Verfassungsänderung für „Hilfen aus einer Hand“
Das Bundesverfassungsgericht hatte im Dezember 2007 die Mischverwaltung in den ARGEn bemängelt. Bundesarbeitsminister Scholz hatte daraufhin ein Modell der „kooperativen JobCenter“ vorgelegt, konnte sich damit aber nicht durchsetzen. Wie u. a. Spiegel.de heute berichtet, haben nun die Bundesländer einstimmig für eine Verfassungsänderung votiert, um für Hartz-IV-EmpfängerInnen weiterhin „Hilfen aus einer Hand“ gewähren zu können. Nun muss noch Bundestag und Bundesrat mit mindestens 2/3-Mehrheit die Grundgesetzänderung absegnen. Parallel soll die Zusammenarbeit von Kommune und Arbeitsagentur verbessert werden.
Regierung hantiert mit alten Zahlen zur Kinderarmut
Im Dezember 2007 hat „Die Linke“ eine Große Anfrage zum Thema Kinderarmut gestellt. Wie die Taz heute berichtet, liegt nun die Antwort der Bundesregierung vor. Auf die Frage, warum im aktuellen Armuts- und Reichtumsbericht das Ausmaß von Kinderarmut in Deutschland mit 12 % angegeben wird, obwohl das zuständige Ministerium unter Frau von der Leyen längst aktuellere Zahlen vorgelegt hat, die 16-17 % Armutsbetroffenheit benennen, wird auf die nötige internationale Vergleichbarkeit verwiesen, die schon als Argument für die unterschiedlichen Daten zur Armutsbetroffenheit in Deutschland insgesamt herhalten musste (13 % statt 18 %, siehe Meldung vom 20.5.08). Wenn die alternativen Daten ein geringeres Ausmaß von Armut ergeben würden, wie hätte sich die Regierung in diesem Fall wohl entschieden??? Zur Armutsbetroffenheit von Kindern aus Einwandererfamilien konnte die Bundesregierung in der Antwort auf die Große Anfrage lt. Taz keine Angaben machen. Dabei habe auch hier das Familienministerium längst Zahlen vorgelegt, nach denen die Armutsrisikoquote dieser Gruppe bei rund 30 % liegt. Sicher ist sich die Regierung in ihrer Antwort auf die Große Anfrage jedoch, dass die Regelsätze für Kinder beim Alg II ausreichend seien…
Neues nach der EM
Die Fußballeuropameisterschaft ist vorbei. Der neue Regelsatz beim Arbeitslosengeld II kommt – ab heute erhält der Haushaltsvorstand 351 Euro statt wie zuvor 347 Euro. Auch die vom Regelsatz des Haushaltvorstandes abgeleiteten Regelsätze für Angehörige erhöhen sich entsprechend. Die Erhöhung beträgt 1,1 % – gekoppelt an die Rentenerhöhung. Angesichts einer Inflation letztes Jahr von 2,3 % wird aus der Erhöhung ein Verlust von 1,2 %. Also auch hier nicht wirklich ein Grund zu feiern.

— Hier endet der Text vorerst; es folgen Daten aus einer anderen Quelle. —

//! PostgreSQL implementations of the core storage seams.

use async_trait::async_trait;
use issuelog_core::journal::{Issue, Journal, NewJournal, Project};
use issuelog_core::permissions::{PermissionSet, ANONYMOUS_USER_ID};
use issuelog_core::store::{Grant, JournalStore, PermissionOracle, StoreError, StoreResult};
use issuelog_core::types::DbId;

use crate::repositories::{IssueRepo, JournalRepo, ProjectRepo, RoleRepo, UserRepo};
use crate::DbPool;

fn backend(err: sqlx::Error) -> StoreError {
    tracing::error!(error = %err, "Database error");
    StoreError::Backend(err.to_string())
}

/// [`JournalStore`] over the `journals`, `journal_details`, `issues` and
/// `projects` tables.
#[derive(Clone)]
pub struct PgJournalStore {
    pool: DbPool,
}

impl PgJournalStore {
    pub fn new(pool: DbPool) -> Self {
        Self { pool }
    }
}

#[async_trait]
impl JournalStore for PgJournalStore {
    async fn find_project(&self, id: DbId) -> StoreResult<Option<Project>> {
        Ok(ProjectRepo::find_by_id(&self.pool, id)
            .await
            .map_err(backend)?
            .map(Into::into))
    }

    async fn find_issue(&self, id: DbId) -> StoreResult<Option<Issue>> {
        Ok(IssueRepo::find_by_id(&self.pool, id)
            .await
            .map_err(backend)?
            .map(Into::into))
    }

    async fn list_for_issue(&self, issue_id: DbId) -> StoreResult<Vec<Journal>> {
        JournalRepo::list_for_issue(&self.pool, issue_id)
            .await
            .map_err(backend)
    }

    async fn list_for_project(&self, project_id: DbId) -> StoreResult<Vec<Journal>> {
        JournalRepo::list_for_project(&self.pool, project_id)
            .await
            .map_err(backend)
    }

    async fn find_journal(&self, id: DbId) -> StoreResult<Option<Journal>> {
        JournalRepo::find_by_id(&self.pool, id).await.map_err(backend)
    }

    async fn create_journal(&self, input: &NewJournal) -> StoreResult<Journal> {
        JournalRepo::create(&self.pool, input).await.map_err(|err| {
            // 23503: foreign_key_violation (issue or user vanished)
            if let sqlx::Error::Database(db_err) = &err {
                if db_err.code().as_deref() == Some("23503") {
                    return StoreError::Missing {
                        entity: "Issue",
                        id: input.issue_id,
                    };
                }
            }
            backend(err)
        })
    }

    async fn update_notes(
        &self,
        id: DbId,
        notes: &str,
        private_notes: Option<bool>,
    ) -> StoreResult<Journal> {
        JournalRepo::update_notes(&self.pool, id, notes, private_notes)
            .await
            .map_err(backend)?
            .ok_or(StoreError::Missing {
                entity: "Journal",
                id,
            })
    }

    async fn delete_journal(&self, id: DbId) -> StoreResult<bool> {
        JournalRepo::delete(&self.pool, id).await.map_err(backend)
    }

    async fn count_journals(&self) -> StoreResult<i64> {
        JournalRepo::count(&self.pool).await.map_err(backend)
    }
}

/// [`PermissionOracle`] over `users`, `members` and `roles`, plus the
/// `Anonymous` role for public projects.
#[derive(Clone)]
pub struct PgPermissionOracle {
    pool: DbPool,
}

impl PgPermissionOracle {
    pub fn new(pool: DbPool) -> Self {
        Self { pool }
    }
}

#[async_trait]
impl PermissionOracle for PgPermissionOracle {
    async fn grant_for(&self, user_id: DbId, project_id: DbId) -> StoreResult<Grant> {
        if user_id == ANONYMOUS_USER_ID {
            let names = RoleRepo::anonymous_permissions_for(&self.pool, project_id)
                .await
                .map_err(backend)?;
            return Ok(Grant {
                is_admin: false,
                permissions: PermissionSet::from_names(names),
            });
        }

        let Some(user) = UserRepo::find_by_id(&self.pool, user_id)
            .await
            .map_err(backend)?
        else {
            return Ok(Grant::default());
        };

        let names = RoleRepo::permissions_for(&self.pool, user_id, project_id)
            .await
            .map_err(backend)?;
        Ok(Grant {
            is_admin: user.is_admin,
            permissions: PermissionSet::from_names(names),
        })
    }
}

Gleichzeitig wird das Wohngeld zum 1. Januar 2009 im Durchschnitt um zwei Drittel auf 150 Euro monatlich erhöht. Das beschloss das Bundeskabinett am Mittwoch in Berlin.
Mehr Eltern als zuvor können den Kinderzuschlag erhalten, an der maximalen Höhe von 140 Euro ändert sich aber nichts.
Kinderschutzchef zum Thema Kinderarmut im Interview
In der TAZ von gestern äußert sich der Präsident des Kinderschutzbundes zu den Vorschlägen der SPD und CDU zum Thema Kinderarmut (s. a. die letzten Blogmeldungen zum Thema). Er wendet sich gegen die gekürzten Regelsätze für Kinder beim Arbeitslosengeld II, da diese willkürlich festgesetzt worden seien. Im Gegensatz dazu fordert er eine Grundsicherung für Kinder in Höhe von run d 400 Euro pro Kind – und zwar für alle Kinder – ob arm oder reich. Dies würde auch das gegenwärtige Kindergeld überflüssig machen.